* Instructions for the task: Scan the data below for the string "reason". Show every line where it turns up.

Records supplied below:

//! WebSocket intercept
//!
//! Opens one connection to the scoped endpoint, sends a test frame and
//! closes after the first reply. The connection lifecycle is an explicit
//! state machine; terminal states end the loop, so exactly one outcome
//! is produced per invocation.

use std::time::Duration;

use futures_util::{SinkExt, StreamExt};
use tokio::net::TcpStream;
use tokio_tungstenite::tungstenite::{Error as WsError, Message};
use tokio_tungstenite::{MaybeTlsStream, WebSocketStream};
use url::Url;

use super::ProbeContext;
use crate::error::ProbeError;

type WsStream = WebSocketStream<MaybeTlsStream<TcpStream>>;

/// How long to wait for the peer to acknowledge our close frame
const CLOSE_GRACE: Duration = Duration::from_secs(2);

/// Connection lifecycle
enum SocketState {
    Connecting,
    Open(WsStream),
    Closing(WsStream),
    Closed,
    Errored(String),
    Aborted,
    TimedOut,
}

impl SocketState {
    fn name(&self) -> &'static str {
        match self {
            SocketState::Connecting => "connecting",
            SocketState::Open(_) => "open",
            SocketState::Closing(_) => "closing",
            SocketState::Closed => "closed",
            SocketState::Errored(_) => "errored",
            SocketState::Aborted => "aborted",
            SocketState::TimedOut => "timed_out",
        }
    }
}

pub async fn run(ctx: &ProbeContext<'_>) -> Result<(), ProbeError> {
    let scope = ctx.scope()?;
    let log = ctx.emitter();

    let Some(url) = scope.websocket_url() else {
        log.emit("[ERROR] WebSocket URL is not set in the target scope.");
        return Ok(());
    };

    ctx.token.check()?;
    log.emit(format!("Attempting to connect to {}...", url));

    let mut state = SocketState::Connecting;
    loop {
        tracing::trace!(state = state.name(), "websocket transition");
        state = match state {
            SocketState::Connecting => connect(url, ctx).await,
            SocketState::Open(ws) => listen(ws, ctx).await,
            SocketState::Closing(ws) => drain(ws, ctx).await,
            SocketState::Closed => {
                log.emit("[INFO] WebSocket connection closed.");
                return Ok(());
            }
            SocketState::Errored(reason) => {
                tracing::warn!(%reason, "websocket error");
                log.emit("[ERROR] WebSocket error occurred.");
                return Err(ProbeError::WebSocket("WebSocket connection failed".to_string()));
            }
            SocketState::Aborted => return Err(ProbeError::Cancelled),
            SocketState::TimedOut => {
                return Err(ProbeError::Timeout(ctx.config.probes.websocket_timeout_secs));
            }
        };
    }
}

/// Connecting: race the handshake against cancellation and the open
/// deadline. Dropping the handshake future tears down the socket.
async fn connect(url: &Url, ctx: &ProbeContext<'_>) -> SocketState {
    let log = ctx.emitter();
    let deadline = tokio::time::sleep(ctx.config.probes.websocket_timeout());

    let connected = tokio::select! {
        biased;
        _ = ctx.token.cancelled() => return SocketState::Aborted,
        _ = deadline => return SocketState::TimedOut,
        result = tokio_tungstenite::connect_async(url.as_str()) => result,
    };

    let mut ws = match connected {
        Ok((ws, _response)) => ws,
        Err(e) => return SocketState::Errored(e.to_string()),
    };

    log.emit("[SUCCESS] WebSocket connection established.");
    log.emit("Sending test message...");

    match ws
        .send(Message::Text(ctx.config.probes.websocket_message.clone()))
        .await
    {
        Ok(()) => SocketState::Open(ws),
        Err(e) => SocketState::Errored(e.to_string()),
    }
}

/// Open: wait for the first frame, log it and start closing
async fn listen(mut ws: WsStream, ctx: &ProbeContext<'_>) -> SocketState {
    let log = ctx.emitter();

    loop {
        let frame = tokio::select! {
            biased;
            _ = ctx.token.cancelled() => {
                let _ = tokio::time::timeout(CLOSE_GRACE, ws.close(None)).await;
                return SocketState::Aborted;
            }
            frame = ws.next() => frame,
        };

        let received = match frame {
            Some(Ok(Message::Text(text))) => text,
            Some(Ok(Message::Binary(bytes))) => hex::encode(bytes),
            Some(Ok(Message::Close(_))) | None => return SocketState::Closed,
            Some(Ok(_)) => continue,
            Some(Err(WsError::ConnectionClosed | WsError::AlreadyClosed)) => {
                return SocketState::Closed
            }
            Some(Err(e)) => return SocketState::Errored(e.to_string()),
        };

        log.emit(format!("Received message: {}", received));

        return match ws.close(None).await {
            Ok(()) => SocketState::Closing(ws),
            Err(WsError::ConnectionClosed | WsError::AlreadyClosed) => SocketState::Closed,
            Err(e) => SocketState::Errored(e.to_string()),
        };
    }
}

/// Closing: drain until the peer acknowledges, or give up after a grace
/// period. Either way the connection is considered closed.
async fn drain(mut ws: WsStream, ctx: &ProbeContext<'_>) -> SocketState {
    let drained = async {
        while let Some(frame) = ws.next().await {
            if matches!(frame, Ok(Message::Close(_)) | Err(_)) {
                break;
            }
        }
    };

    tokio::select! {
        biased;
        _ = ctx.token.cancelled() => SocketState::Aborted,
        _ = tokio::time::timeout(CLOSE_GRACE, drained) => SocketState::Closed,
    }
}

#[cfg(test)]
mod tests {
    use super::super::Probe;
    use super::*;
    use crate::app::Config;
    use crate::http::HttpClient;
    use crate::scanner::{CancellationToken, LogSink};
    use crate::scope::TargetScope;
    use crate::testutil::{serve_silent, serve_ws_echo, serve_ws_mute};
    use std::net::SocketAddr;
    use std::time::Instant;

    struct Harness {
        config: Config,
        http: HttpClient,
        sink: LogSink,
        token: CancellationToken,
    }

    impl Harness {
        fn new(timeout_secs: u64) -> Self {
            let mut config = Config::default();
            config.probes.websocket_timeout_secs = timeout_secs;
            config.probes.websocket_message = "ping".to_string();
            let http = HttpClient::new(&config.http).unwrap();
            Self {
                config,
                http,
                sink: LogSink::new(),
                token: CancellationToken::new(),
            }
        }

        async fn run(&self, scope: &TargetScope) -> Result<(), ProbeError> {
            let ctx = ProbeContext {
                probe: Probe::WebSocket,
                http: &self.http,
                config: &self.config,
                scope: Some(scope),
                token: &self.token,
                sink: &self.sink,
            };
            run(&ctx).await
        }

        fn messages(&self) -> Vec<String> {
            self.sink.entries().iter().map(|e| e.message().to_string()).collect()
        }
    }

    fn scope_for(addr: SocketAddr) -> TargetScope {
        TargetScope::new(
            "http://127.0.0.1/",
            Some(&format!("ws://{}/socket", addr)),
            "q",
        )
        .unwrap()
    }

    #[tokio::test]
    async fn test_round_trip_then_close() {
        let addr = serve_ws_echo().await;
        let harness = Harness::new(5);

        harness.run(&scope_for(addr)).await.unwrap();

        let messages = harness.messages();
        assert_eq!(
            messages,
            vec![
                format!("Attempting to connect to ws://{}/socket...", addr),
                "[SUCCESS] WebSocket connection established.".to_string(),
                "Sending test message...".to_string(),
                "Received message: echo: ping".to_string(),
                "[INFO] WebSocket connection closed.".to_string(),
            ]
        );
    }

    #[tokio::test]
    async fn test_missing_url_completes_with_error_entry() {
        let harness = Harness::new(5);
        let scope = TargetScope::new("http://127.0.0.1/", None, "q").unwrap();

        harness.run(&scope).await.unwrap();
        assert_eq!(
            harness.messages(),
            vec!["[ERROR] WebSocket URL is not set in the target scope."]
        );
    }

    #[tokio::test]
    async fn test_times_out_no_earlier_than_deadline() {
        let addr = serve_silent().await;
        let harness = Harness::new(1);

        let start = Instant::now();
        let err = harness.run(&scope_for(addr)).await.unwrap_err();

        assert_eq!(err, ProbeError::Timeout(1));
        assert_eq!(err.to_string(), "Connection timed out after 1 seconds.");
        assert!(start.elapsed() >= Duration::from_secs(1));
    }

    #[tokio::test]
    async fn test_refused_connection_errors() {
        let listener = std::net::TcpListener::bind("127.0.0.1:0").unwrap();
        let addr = listener.local_addr().unwrap();
        drop(listener);
        let harness = Harness::new(5);

        let err = harness.run(&scope_for(addr)).await.unwrap_err();

        assert!(matches!(err, ProbeError::WebSocket(_)));
        assert_eq!(
            harness.messages().last().map(String::as_str),
            Some("[ERROR] WebSocket error occurred.")
        );
    }

    #[tokio::test]
    async fn test_cancel_while_connecting_is_silent() {
        let addr = serve_silent().await;
        let harness = Harness::new(30);
        let canceller = harness.token.clone();
        tokio::spawn(async move {
            tokio::time::sleep(Duration::from_millis(50)).await;
            canceller.cancel();
        });

        let start = Instant::now();
        let err = harness.run(&scope_for(addr)).await.unwrap_err();

        assert_eq!(err, ProbeError::Cancelled);
        assert!(start.elapsed() < Duration::from_secs(5));
        assert_eq!(harness.messages().len(), 1);
    }

    #[tokio::test]
    async fn test_cancel_while_open_closes_socket() {
        let (addr, mut peer_closed) = serve_ws_mute().await;
        let harness = Harness::new(30);

        let mut rx = harness.sink.subscribe();
        let canceller = harness.token.clone();
        tokio::spawn(async move {
            while let Ok(entry) = rx.recv().await {
                if entry.message() == "[SUCCESS] WebSocket connection established." {
                    canceller.cancel();
                    break;
                }
            }
        });

        let start = Instant::now();
        let err = harness.run(&scope_for(addr)).await.unwrap_err();

        assert_eq!(err, ProbeError::Cancelled);
        assert!(start.elapsed() < CLOSE_GRACE + Duration::from_secs(1));
        assert!(!harness
            .messages()
            .iter()
            .any(|m| m == "[INFO] WebSocket connection closed."));

        let closed = tokio::time::timeout(Duration::from_secs(2), peer_closed.recv()).await;
        assert_eq!(closed.unwrap(), Some(()));
    }
}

End of Records supplied.

* Result below:
            SocketState::Errored(reason) => {
                tracing::warn!(%reason, "websocket error");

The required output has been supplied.